Material shown START

#[cfg(test)]
mod tests {
    use super::*;
    use crate::{
        cache::{DEFAULT_METADATA_TTL, TtlCache},
        extractor::MetadataSource,
        progress::{DEFAULT_PROGRESS_CAPACITY, DEFAULT_PROGRESS_RETENTION, ProgressTable},
        stream::{ByteStream, OpenedStream, StreamSource},
        transcode::{ProgressCallback, TranscodeRequest, Transcoder},
    };
    use async_trait::async_trait;
    use axum::{
        body::to_bytes,
        http::{Request, StatusCode},
    };
    use bytes::Bytes;
    use futures_util::{StreamExt, stream};
    use std::{collections::HashMap, sync::Arc};
    use tempfile::TempDir;
    use tower::ServiceExt;

    struct StaticMetadata;

    #[async_trait]
    impl MetadataSource for StaticMetadata {
        async fn fetch_metadata(&self, _url: &str) -> Result<VideoMetadata, JobError> {
            let variant = |id: &str, has_video: bool, height: Option<u32>, abr: Option<f32>| {
                StreamVariant {
                    format_id: id.to_string(),
                    url: format!("https://media.example/{id}"),
                    http_headers: HashMap::new(),
                    has_video,
                    has_audio: true,
                    height,
                    audio_bitrate_kbps: abr,
                    container: if has_video { "mp4" } else { "m4a" }.to_string(),
                    content_length: None,
                    quality_label: height.map(|value| format!("{value}p")),
                }
            };

            Ok(VideoMetadata {
                id: "dQw4w9WgXcQ".to_string(),
                title: "Café: Live".to_string(),
                duration_seconds: 212,
                thumbnail_url: Some("https://i.ytimg.com/vi/dQw4w9WgXcQ/hq.jpg".to_string()),
                author: Author {
                    name: "Rick Astley".to_string(),
                    channel_url: None,
                },
                variants: vec![
                    variant("18", true, Some(360), None),
                    variant("22", true, Some(720), None),
                    variant("139", false, None, Some(48.0)),
                    variant("140", false, None, Some(128.0)),
                ],
            })
        }
    }

    struct StaticStream;

    #[async_trait]
    impl StreamSource for StaticStream {
        async fn open_stream(&self, _variant: &StreamVariant) -> Result<OpenedStream, JobError> {
            Ok(OpenedStream {
                total_bytes: Some(4),
                body: stream::iter(vec![Ok(Bytes::from_static(b"data"))]).boxed(),
            })
        }
    }

    struct NoTranscoder;

    #[async_trait]
    impl Transcoder for NoTranscoder {
        async fn transcode(
            &self,
            _input: ByteStream,
            _request: TranscodeRequest,
            _on_progress: ProgressCallback,
        ) -> Result<(), JobError> {
            Err(JobError::Transcode("not available in tests".to_string()))
        }
    }

    fn app(dir: &TempDir) -> Router {
        let service = DownloadService::new(
            Arc::new(StaticMetadata),
            Arc::new(StaticStream),
            Arc::new(NoTranscoder),
            TtlCache::new(DEFAULT_METADATA_TTL),
            ProgressTable::new(DEFAULT_PROGRESS_RETENTION, DEFAULT_PROGRESS_CAPACITY),
            dir.path(),
            2,
        );
        let state = AppState {
            service,
            file_delete_delay: Duration::from_millis(20),
            file_max_age: Duration::from_secs(60 * 60),
        };
        build_router(state, &[])
    }

    async fn send(app: &Router, request: Request<Body>) -> (StatusCode, HeaderMap, Bytes) {
        let response = app.clone().oneshot(request).await.unwrap();
        let status = response.status();
        let headers = response.headers().clone();
        let body = to_bytes(response.into_body(), usize::MAX).await.unwrap();
        (status, headers, body)
    }

    fn get(uri: &str) -> Request<Body> {
        Request::builder().uri(uri).body(Body::empty()).unwrap()
    }

    fn post_json(uri: &str, body: serde_json::Value) -> Request<Body> {
        Request::builder()
            .method("POST")
            .uri(uri)
            .header(CONTENT_TYPE, "application/json")
            .body(Body::from(body.to_string()))
            .unwrap()
    }

    fn json(body: &Bytes) -> serde_json::Value {
        serde_json::from_slice(body).unwrap()
    }

    #[tokio::test]
    async fn health_reports_ok() {
        let dir = TempDir::new().unwrap();
        let (status, _, body) = send(&app(&dir), get("/api/health")).await;

        assert_eq!(status, StatusCode::OK);
        let body = json(&body);
        assert_eq!(body["status"], "OK");
        assert!(body["timestamp"].is_string());
    }

    #[tokio::test]
    async fn formats_lists_outputs() {
        let dir = TempDir::new().unwrap();
        let (status, _, body) = send(&app(&dir), get("/api/formats")).await;

        assert_eq!(status, StatusCode::OK);
        assert_eq!(json(&body)["video"][0], "360p");
    }

    #[tokio::test]
    async fn info_returns_sorted_view() {
        let dir = TempDir::new().unwrap();
        let request = post_json("/api/info", serde_json::json!({"url": "youtu.be/dQw4w9WgXcQ"}));
        let (status, _, body) = send(&app(&dir), request).await;

        assert_eq!(status, StatusCode::OK);
        let body = json(&body);
        assert_eq!(body["duration"], "3:32");
        assert_eq!(body["durationSeconds"], 212);
        assert_eq!(body["qualities"], serde_json::json!(["720p", "360p"]));
        assert_eq!(body["formats"]["audio"][0]["formatId"], "140");
        assert!(body["formats"]["video"][0].get("url").is_none());
    }

    #[tokio::test]
    async fn info_rejects_missing_url() {
        let dir = TempDir::new().unwrap();
        let request = post_json("/api/info", serde_json::json!({}));
        let (status, _, body) = send(&app(&dir), request).await;

        assert_eq!(status, StatusCode::BAD_REQUEST);
        assert_eq!(json(&body)["error"], "URL is required");
    }

    #[tokio::test]
    async fn download_rejects_unknown_format() {
        let dir = TempDir::new().unwrap();
        let request = post_json(
            "/api/download",
            serde_json::json!({"url": "https://youtu.be/dQw4w9WgXcQ", "format": "avi"}),
        );
        let (status, _, body) = send(&app(&dir), request).await;

        assert_eq!(status, StatusCode::BAD_REQUEST);
        assert!(json(&body)["error"].as_str().unwrap().contains("Invalid format"));
    }

    #[tokio::test]
    async fn download_then_poll_then_fetch_file() {
        let dir = TempDir::new().unwrap();
        let app = app(&dir);

        let request = post_json(
            "/api/download",
            serde_json::json!({"url": "https://www.youtube.com/watch?v=dQw4w9WgXcQ"}),
        );
        let (status, _, body) = send(&app, request).await;
        assert_eq!(status, StatusCode::OK);
        let body = json(&body);
        assert_eq!(body["success"], true);
        assert_eq!(body["expiresIn"], "60 minutes");
        let id = body["downloadId"].as_str().unwrap().to_string();
        assert_eq!(body["downloadUrl"], format!("/api/file/{id}"));

        let mut progress = serde_json::Value::Null;
        for _ in 0..100 {
            let (_, _, body) = send(&app, get(&format!("/api/progress/{id}"))).await;
            progress = json(&body);
            if progress["status"] == "completed" || progress["status"] == "error" {
                break;
            }
            tokio::time::sleep(Duration::from_millis(10)).await;
        }
        assert_eq!(progress["status"], "completed");
        assert_eq!(progress["progress"], 100);
        assert_eq!(progress["filename"], "Café Live.mp4");

        let (status, headers, body) = send(&app, get(&format!("/api/file/{id}"))).await;
        assert_eq!(status, StatusCode::OK);
        assert_eq!(&body[..], b"data");
        assert_eq!(headers[CONTENT_TYPE], "video/mp4");
        let disposition = headers[CONTENT_DISPOSITION].to_str().unwrap();
        assert!(disposition.contains("filename=\"Caf_ Live.mp4\""));
        assert!(disposition.contains("filename*=UTF-8''Caf%C3%A9%20Live.mp4"));

        tokio::time::sleep(Duration::from_millis(200)).await;
        let (status, _, _) = send(&app, get(&format!("/api/file/{id}"))).await;
        assert_eq!(status, StatusCode::NOT_FOUND);
    }

    #[tokio::test]
    async fn unknown_progress_is_reported_as_unknown() {
        let dir = TempDir::new().unwrap();
        let app = app(&dir);

        let uris = [
            format!("/api/progress/{}", Uuid::new_v4()),
            "/api/progress/not-a-uuid".to_string(),
        ];
        for uri in uris {
            let (status, _, body) = send(&app, get(&uri)).await;
            assert_eq!(status, StatusCode::OK);
            assert_eq!(json(&body), serde_json::json!({"status": "unknown"}));
        }
    }

    #[tokio::test]
    async fn missing_file_is_not_found() {
        let dir = TempDir::new().unwrap();
        let uri = format!("/api/file/{}", Uuid::new_v4());
        let (status, _, body) = send(&app(&dir), get(&uri)).await;

        assert_eq!(status, StatusCode::NOT_FOUND);
        let body = json(&body);
        assert_eq!(body["error"], "File not found or expired");
        assert_eq!(body["code"], "NOT_FOUND");
    }

    #[tokio::test]
    async fn unknown_route_is_json_not_found() {
        let dir = TempDir::new().unwrap();
        let (status, _, body) = send(&app(&dir), get("/api/nope")).await;

        assert_eq!(status, StatusCode::NOT_FOUND);
        assert_eq!(json(&body)["code"], "NOT_FOUND");
    }

    #[test]
    fn sanitizes_ascii_filenames() {
        assert_eq!(sanitize_ascii_filename("Café: Live.mp3"), "Caf__ Live.mp3");
        assert_eq!(sanitize_ascii_filename("   "), "download.bin");
        assert_eq!(content_type_for_filename("clip.M4A"), "audio/mp4");
        assert_eq!(content_type_for_filename("clip"), "application/octet-stream");
    }
}
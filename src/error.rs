use axum::{
    Json,
    http::StatusCode,
    response::{IntoResponse, Response},
};
use serde::Serialize;
use thiserror::Error;

use crate::media::MediaKind;

/// Failures of a download job, from request validation to the final write.
#[derive(Debug, Error)]
pub enum JobError {
    #[error("{0}")]
    InvalidInput(String),

    #[error("Failed to fetch video info: {0}")]
    MetadataFetch(String),

    #[error("No suitable {0} format found")]
    NoSuitableFormat(MediaKind),

    #[error("Download failed: {0}")]
    Stream(String),

    #[error("Conversion failed: {0}")]
    Transcode(String),

    #[error("Write failed: {0}")]
    Write(#[from] std::io::Error),

    #[error("{0}")]
    NotFound(String),
}

impl JobError {
    pub fn invalid_input(message: impl Into<String>) -> Self {
        Self::InvalidInput(message.into())
    }

    pub fn not_found(message: impl Into<String>) -> Self {
        Self::NotFound(message.into())
    }
}

#[derive(Debug, Serialize)]
struct ErrorBody {
    error: String,
    #[serde(skip_serializing_if = "Option::is_none")]
    code: Option<&'static str>,
}

#[derive(Debug)]
pub struct ApiError {
    pub status: StatusCode,
    pub message: String,
    pub code: Option<&'static str>,
}

impl ApiError {
    pub fn not_found(message: impl Into<String>) -> Self {
        Self {
            status: StatusCode::NOT_FOUND,
            message: message.into(),
            code: Some("NOT_FOUND"),
        }
    }

    pub fn internal(message: impl Into<String>) -> Self {
        Self {
            status: StatusCode::INTERNAL_SERVER_ERROR,
            message: message.into(),
            code: None,
        }
    }
}

impl From<JobError> for ApiError {
    fn from(error: JobError) -> Self {
        let message = error.to_string();
        match error {
            JobError::InvalidInput(_) => Self {
                status: StatusCode::BAD_REQUEST,
                message,
                code: Some("INVALID_INPUT"),
            },
            JobError::NotFound(_) => Self::not_found(message),
            JobError::MetadataFetch(_) => Self {
                status: StatusCode::BAD_GATEWAY,
                message,
                code: Some("METADATA_FETCH_FAILED"),
            },
            JobError::NoSuitableFormat(_) => Self {
                status: StatusCode::UNPROCESSABLE_ENTITY,
                message,
                code: Some("NO_SUITABLE_FORMAT"),
            },
            JobError::Stream(_) | JobError::Transcode(_) | JobError::Write(_) => {
                Self::internal(message)
            }
        }
    }
}

impl IntoResponse for ApiError {
    fn into_response(self) -> Response {
        let body = Json(ErrorBody {
            error: self.message,
            code: self.code,
        });

        (self.status, body).into_response()
    }
}
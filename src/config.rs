use std::path::PathBuf;

use tokio::time::Duration;
use tracing::warn;

use crate::{
    cache::DEFAULT_METADATA_TTL,
    progress::{DEFAULT_PROGRESS_CAPACITY, DEFAULT_PROGRESS_RETENTION},
    stream::{DEFAULT_USER_AGENT, StreamSourceConfig},
};

pub const DEFAULT_BIND_ADDR: &str = "127.0.0.1:3000";
pub const DEFAULT_DOWNLOADS_DIR: &str = "./downloads";
pub const DEFAULT_SWEEP_INTERVAL_MINUTES: u64 = 30;
pub const DEFAULT_FILE_MAX_AGE_MINUTES: u64 = 60;
pub const DEFAULT_MAX_CONCURRENT_DOWNLOADS: usize = 3;
pub const DEFAULT_FILE_DELETE_DELAY_SECONDS: u64 = 5;

/// Runtime settings, read once at startup from the environment.
#[derive(Debug, Clone)]
pub struct AppConfig {
    pub bind_addr: String,
    pub downloads_dir: PathBuf,
    /// Normalized `scheme://host[:port]` origins. Empty allows any origin.
    pub allowed_origins: Vec<String>,
    pub sweep_interval: Duration,
    pub file_max_age: Duration,
    pub metadata_ttl: Duration,
    pub progress_retention: Duration,
    pub progress_capacity: usize,
    pub max_concurrent_downloads: usize,
    pub file_delete_delay: Duration,
    pub yt_dlp_path: PathBuf,
    pub ffmpeg_path: PathBuf,
    pub upstream: StreamSourceConfig,
}

impl Default for AppConfig {
    fn default() -> Self {
        Self::from_lookup(|_| None)
    }
}

impl AppConfig {
    pub fn from_env() -> Self {
        Self::from_lookup(|name| std::env::var(name).ok())
    }

    /// Builds the config from any `name -> value` source. Missing, zero or
    /// unparsable numbers fall back to their defaults.
    pub fn from_lookup<F>(lookup: F) -> Self
    where
        F: Fn(&str) -> Option<String>,
    {
        let text = |name: &str| {
            lookup(name).and_then(|value| non_empty(&value).map(ToString::to_string))
        };

        let upstream = StreamSourceConfig {
            user_agent: text("UPSTREAM_USER_AGENT")
                .unwrap_or_else(|| DEFAULT_USER_AGENT.to_string()),
            cookie: text("UPSTREAM_COOKIE"),
            ..StreamSourceConfig::default()
        };

        Self {
            bind_addr: resolve_bind_addr(&lookup),
            downloads_dir: text("DOWNLOADS_DIR")
                .map(PathBuf::from)
                .unwrap_or_else(|| PathBuf::from(DEFAULT_DOWNLOADS_DIR)),
            allowed_origins: parse_origins(text("ALLOWED_ORIGINS").as_deref()),
            sweep_interval: minutes(read_positive(
                &lookup,
                "SWEEP_INTERVAL_MINUTES",
                DEFAULT_SWEEP_INTERVAL_MINUTES,
            )),
            file_max_age: minutes(read_positive(
                &lookup,
                "FILE_MAX_AGE_MINUTES",
                DEFAULT_FILE_MAX_AGE_MINUTES,
            )),
            metadata_ttl: Duration::from_secs(read_positive(
                &lookup,
                "METADATA_CACHE_TTL_SECONDS",
                DEFAULT_METADATA_TTL.as_secs(),
            )),
            progress_retention: minutes(read_positive(
                &lookup,
                "PROGRESS_RETENTION_MINUTES",
                DEFAULT_PROGRESS_RETENTION.as_secs() / 60,
            )),
            progress_capacity: read_positive(
                &lookup,
                "PROGRESS_CAPACITY",
                DEFAULT_PROGRESS_CAPACITY as u64,
            ) as usize,
            max_concurrent_downloads: read_positive(
                &lookup,
                "MAX_CONCURRENT_DOWNLOADS",
                DEFAULT_MAX_CONCURRENT_DOWNLOADS as u64,
            ) as usize,
            file_delete_delay: Duration::from_secs(read_positive(
                &lookup,
                "FILE_DELETE_DELAY_SECONDS",
                DEFAULT_FILE_DELETE_DELAY_SECONDS,
            )),
            yt_dlp_path: text("YT_DLP_PATH")
                .map(PathBuf::from)
                .unwrap_or_else(|| PathBuf::from("yt-dlp")),
            ffmpeg_path: text("FFMPEG_PATH")
                .map(PathBuf::from)
                .unwrap_or_else(|| PathBuf::from("ffmpeg")),
            upstream,
        }
    }
}

fn minutes(value: u64) -> Duration {
    Duration::from_secs(value.saturating_mul(60))
}

fn read_positive<F>(lookup: &F, name: &str, default: u64) -> u64
where
    F: Fn(&str) -> Option<String>,
{
    let Some(raw) = lookup(name) else {
        return default;
    };

    match raw.trim().parse::<u64>() {
        Ok(value) if value > 0 => value,
        _ => {
            warn!("{name}={raw:?} is not a positive integer, using {default}");
            default
        }
    }
}

fn resolve_bind_addr<F>(lookup: &F) -> String
where
    F: Fn(&str) -> Option<String>,
{
    if let Some(configured) = lookup("APP_ADDR")
        .and_then(|value| non_empty(&value).map(ToString::to_string))
    {
        return configured;
    }

    if let Some(port) = lookup("PORT").and_then(|value| value.trim().parse::<u16>().ok()) {
        return format!("0.0.0.0:{port}");
    }

    DEFAULT_BIND_ADDR.to_string()
}

fn parse_origins(value: Option<&str>) -> Vec<String> {
    let Some(value) = value else {
        return Vec::new();
    };

    value
        .split(',')
        .map(str::trim)
        .filter(|origin| !origin.is_empty())
        .filter_map(|origin| {
            let normalized = normalize_origin(origin);
            if normalized.is_none() {
                warn!("ignoring invalid origin in ALLOWED_ORIGINS: {origin}");
            }
            normalized
        })
        .collect()
}

/// Reduces an origin to `scheme://host[:port]`, dropping default ports.
pub fn normalize_origin(value: &str) -> Option<String> {
    let parsed = url::Url::parse(value).ok()?;
    let host = parsed.host_str()?.to_ascii_lowercase();
    let scheme = parsed.scheme();
    let default_port = match scheme {
        "http" => 80,
        "https" => 443,
        _ => return None,
    };

    if parsed.path() != "/" || parsed.query().is_some() || parsed.fragment().is_some() {
        return None;
    }

    match parsed.port() {
        Some(port) if port != default_port => Some(format!("{scheme}://{host}:{port}")),
        _ => Some(format!("{scheme}://{host}")),
    }
}

pub(crate) fn non_empty(value: &str) -> Option<&str> {
    let trimmed = value.trim();
    if trimmed.is_empty() {
        None
    } else {
        Some(trimmed)
    }
}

Material shown END

Work to be completed:
If a line of the data includes the word "contains", it counts; give how many lines do, as a bare number.

Expected output:
3